> _Material provided_
######

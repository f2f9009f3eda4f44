//! Leadboard - A command-line sales pipeline tracker
//!
//! This library provides the core functionality for Leadboard, including:
//! - Database operations and migrations
//! - Data models for leads and pipeline stages
//! - Store layer for lead persistence (SQLite and in-memory backends)
//! - The pipeline board: stage grouping, drag state, and optimistic
//!   stage transitions with rollback
//! - CLI command parsing and execution
//! - Date/time and fuzzy-matching utilities
//!
//! # Example
//!
//! ```no_run
//! use leadboard::cli::run;
//!
//! fn main() {
//!     if let Err(e) = run() {
//!         eprintln!("Error: {}", e);
//!         std::process::exit(1);
//!     }
//! }
//! ```

pub mod db;
pub mod models;
pub mod store;
pub mod board;
pub mod cli;
pub mod utils;
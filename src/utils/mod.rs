pub mod date;
pub mod fuzzy;

pub use date::*;
pub use fuzzy::*;
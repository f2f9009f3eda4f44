// Error handling utilities for consistent error messages and exit codes

use std::process;

/// Exit with a user error (exit code 1)
/// User errors are for invalid input, missing resources, etc.
pub fn user_error(message: &str) -> ! {
    eprintln!("Error: {}", message);
    process::exit(1);
}

/// Exit with an internal error (exit code >1)
/// Internal errors are for unexpected system failures, database corruption, etc.
pub fn internal_error(message: &str) -> ! {
    eprintln!("Internal error: {}", message);
    process::exit(2);
}

/// Validate that a string is not empty
pub fn validate_non_empty(value: &str, field_name: &str) -> Result<(), String> {
    if value.trim().is_empty() {
        Err(format!("{} cannot be empty", field_name))
    } else {
        Ok(())
    }
}

/// Validate that a lead ID is valid (positive integer)
pub fn validate_lead_id(id_str: &str) -> Result<i64, String> {
    id_str.parse::<i64>()
        .map_err(|_| format!("Invalid lead ID: '{}'. Lead ID must be a number.", id_str))
        .and_then(|id| {
            if id > 0 {
                Ok(id)
            } else {
                Err(format!("Invalid lead ID: {}. Lead ID must be positive.", id))
            }
        })
}
use leadboard::cli::run;

fn main() {
    if let Err(e) = run() {
        // Check if this is an internal error (database corruption, etc.)
        let error_str: String = e.to_string();
        if error_str.contains("database") || error_str.contains("constraint") ||
           error_str.contains("corruption") || error_str.contains("SQLite") ||
           error_str.contains("Failed to") {
            eprintln!("Internal error: {}", e);
            // Show error chain if available
            let mut source = e.source();
            if source.is_some() {
                eprintln!("\nCaused by:");
                let mut indent = 1;
                while let Some(err) = source {
                    eprintln!("{:indent$}  {}", "", err);
                    source = err.source();
                    indent += 1;
                }
            }
            std::process::exit(2);
        } else {
            // User error
            eprintln!("Error: {}", e);
            std::process::exit(1);
        }
    }
}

######

> _Assigned task_
All the records above need to be transcribed exactly and in full.

> _Task solution_
repository f2f9009f3eda4f44
//! Leadboard - A command-line sales pipeline tracker
//!
//! This library provides the core functionality for Leadboard, including:
//! - Database operations and migrations
//! - Data models for leads and pipeline stages
//! - Store layer for lead persistence (SQLite and in-memory backends)
//! - The pipeline board: stage grouping, drag state, and optimistic
//!   stage transitions with rollback
//! - CLI command parsing and execution
//! - Date/time and fuzzy-matching utilities
//!
//! # Example
//!
//! ```no_run
//! use leadboard::cli::run;
//!
//! fn main() {
//!     if let Err(e) = run() {
//!         eprintln!("Error: {}", e);
//!         std::process::exit(1);
//!     }
//! }
//! ```

pub mod db;
pub mod models;
pub mod store;
pub mod board;
pub mod cli;
pub mod utils;
filename src/utils/mod.rs
pub mod date;
pub mod fuzzy;

pub use date::*;
pub use fuzzy::*;
repository f2f9009f3eda4f44
// Error handling utilities for consistent error messages and exit codes

use std::process;

/// Exit with a user error (exit code 1)
/// User errors are for invalid input, missing resources, etc.
pub fn user_error(message: &str) -> ! {
    eprintln!("Error: {}", message);
    process::exit(1);
}

/// Exit with an internal error (exit code >1)
/// Internal errors are for unexpected system failures, database corruption, etc.
pub fn internal_error(message: &str) -> ! {
    eprintln!("Internal error: {}", message);
    process::exit(2);
}

/// Validate that a string is not empty
pub fn validate_non_empty(value: &str, field_name: &str) -> Result<(), String> {
    if value.trim().is_empty() {
        Err(format!("{} cannot be empty", field_name))
    } else {
        Ok(())
    }
}

/// Validate that a lead ID is valid (positive integer)
pub fn validate_lead_id(id_str: &str) -> Result<i64, String> {
    id_str.parse::<i64>()
        .map_err(|_| format!("Invalid lead ID: '{}'. Lead ID must be a number.", id_str))
        .and_then(|id| {
            if id > 0 {
                Ok(id)
            } else {
                Err(format!("Invalid lead ID: {}. Lead ID must be positive.", id))
            }
        })
}
use leadboard::cli::run;

fn main() {
    if let Err(e) = run() {
        // Check if this is an internal error (database corruption, etc.)
        let error_str: String = e.to_string();
        if error_str.contains("database") || error_str.contains("constraint") ||
           error_str.contains("corruption") || error_str.contains("SQLite") ||
           error_str.contains("Failed to") {
            eprintln!("Internal error: {}", e);
            // Show error chain if available
            let mut source = e.source();
            if source.is_some() {
                eprintln!("\nCaused by:");
                let mut indent = 1;
                while let Some(err) = source {
                    eprintln!("{:indent$}  {}", "", err);
                    source = err.source();
                    indent += 1;
                }
            }
            std::process::exit(2);
        } else {
            // User error
            eprintln!("Error: {}", e);
            std::process::exit(1);
        }
    }
}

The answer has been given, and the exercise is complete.